The snowball that was ‘fake news’ turned into an avalanche for Facebook after the information about data harvesting by the English company Cambridge Analytica” became public. The controversy even gave life to a ‘delete Facebook’ movement. Even though there are different opinions about whether Facebook did something wrong, and who else harvested social media information, the whole affair had negative effects for the social media leader. In an attempt to sway off the negative impact of the matter, Facebook is introducing some changes that are intended to make the use of information available on the social media more transparent and useful for the users.

Bulk data removal, sources of fake news, whose data was used…

The damage done recently to Facebook by fake news and Cambridge Analytica controversies did not inflict only moral, but also a severe financial loss to the company. After the Delete Facebook movement gained momentum, Facebook's valuation on the stock market dropped by around $60 billion, which is around 12 percent of the company’s market valuation. To repair its image and regain momentum, the company has introduced at least three new changes in the use of the information by and from its users, with possibly more to come soon.

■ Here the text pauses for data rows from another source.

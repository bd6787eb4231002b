use anyhow::{bail, Context, Result};
use lexis_core::{Document, InvertedIndex, TokenizerOptions};
use std::fs;
use std::path::{Path, PathBuf};
use walkdir::WalkDir;

#[derive(Debug, Clone, Copy, Default)]
pub struct WalkOptions {
    /// Log and skip files that cannot be read instead of failing the run.
    pub skip_unreadable: bool,
    pub tokenizer: TokenizerOptions,
}

#[derive(Debug, Default)]
pub struct Collected {
    pub documents: Vec<Document>,
    pub skipped: Vec<PathBuf>,
}

#[derive(Debug, Default, PartialEq, Eq)]
pub struct IndexReport {
    pub indexed: usize,
    pub skipped: Vec<PathBuf>,
}

/// Read a file as text. Invalid UTF-8 is replaced rather than rejected.
pub fn read_text(path: &Path) -> Result<String> {
    let bytes = fs::read(path)?;
    match String::from_utf8(bytes) {
        Ok(text) => Ok(text),
        Err(e) => {
            tracing::warn!(path = %path.display(), "file is not valid UTF-8, decoding lossily");
            Ok(String::from_utf8_lossy(e.as_bytes()).into_owned())
        }
    }
}

/// Walk `root` recursively and load every regular file as a [`Document`].
///
/// Files are visited sorted by name and numbered from 0 in that order.
pub fn collect_documents(root: &Path, options: &WalkOptions) -> Result<Collected> {
    collect_documents_with(root, options, read_text)
}

/// Like [`collect_documents`], reading each file through `read`.
pub fn collect_documents_with<F>(root: &Path, options: &WalkOptions, mut read: F) -> Result<Collected>
where
    F: FnMut(&Path) -> Result<String>,
{
    if !root.is_dir() {
        bail!("data directory {} does not exist or is not a directory", root.display());
    }

    let mut collected = Collected::default();
    for entry in WalkDir::new(root).sort_by_file_name() {
        let entry = match entry {
            Ok(entry) => entry,
            Err(err) if options.skip_unreadable => {
                let path = err.path().map(Path::to_path_buf).unwrap_or_else(|| root.to_path_buf());
                tracing::warn!(path = %path.display(), error = %err, "skipping unreadable entry");
                collected.skipped.push(path);
                continue;
            }
            Err(err) => return Err(err).with_context(|| format!("failed to walk {}", root.display())),
        };
        if !entry.file_type().is_file() { continue; }

        let path = entry.path();
        let text = match read(path).with_context(|| format!("failed to read {}", path.display())) {
            Ok(text) => text,
            Err(err) if options.skip_unreadable => {
                tracing::warn!(path = %path.display(), error = %format!("{err:#}"), "skipping unreadable file");
                collected.skipped.push(path.to_path_buf());
                continue;
            }
            Err(err) => return Err(err),
        };
        let id = collected.documents.len();
        collected.documents.push(Document::new(id, path.display().to_string(), text));
    }
    Ok(collected)
}

/// Load the corpus under `root` and index it in one sequential pass.
pub fn build_index(root: &Path, options: &WalkOptions) -> Result<(InvertedIndex, IndexReport)> {
    let collected = collect_documents(root, options)?;
    Ok(index_documents(collected, options))
}

pub fn index_documents(collected: Collected, options: &WalkOptions) -> (InvertedIndex, IndexReport) {
    let Collected { documents, skipped } = collected;
    let mut index = InvertedIndex::with_options(options.tokenizer);
    let indexed = documents.len();
    for doc in documents {
        tracing::info!(path = %doc.path, id = %doc.id, "indexing");
        index.index_document(doc);
    }
    (index, IndexReport { indexed, skipped })
}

The first was the capability that allows Facebook users to bulk-remove third-party apps and deletion of all the posts these apps might have posted in the name of the users.

Previously, each user was able to delete one such app at the time, but now, accessing their Facebook settings, each user can remove as many of these apps as the user sees fit.

The second change is introduced to Facebook’s News Feed feature. The company added an extension to the Feed this week. Scrolling down the newsfeed, each story will now show a small letter ‘i” on the right of the headline, which will enable the user to identify, among other things, who were the user’s friends who shared the article.

This information is particularly useful if the users are continually receiving news that they feel are fake.

The third change announced by Mike Schroepfer, Facebook’s chief technology officer, which will come into effect on Monday, April 9, is a link that will be located at the top of the newsfeed. It will allow each user the possibility to check whether their information was at any time used by Cambridge Analytica.

Will the problems go away?

While Facebook users will welcome these and possibly other changes, doubts will probably remain in what measure they will be able to repair both moral and financial damage inflicted on the company. This particularly concerns the third named change, as it is stated that over 70 million people based in the US might have been affected by the Cambridge Analytica data harvesting.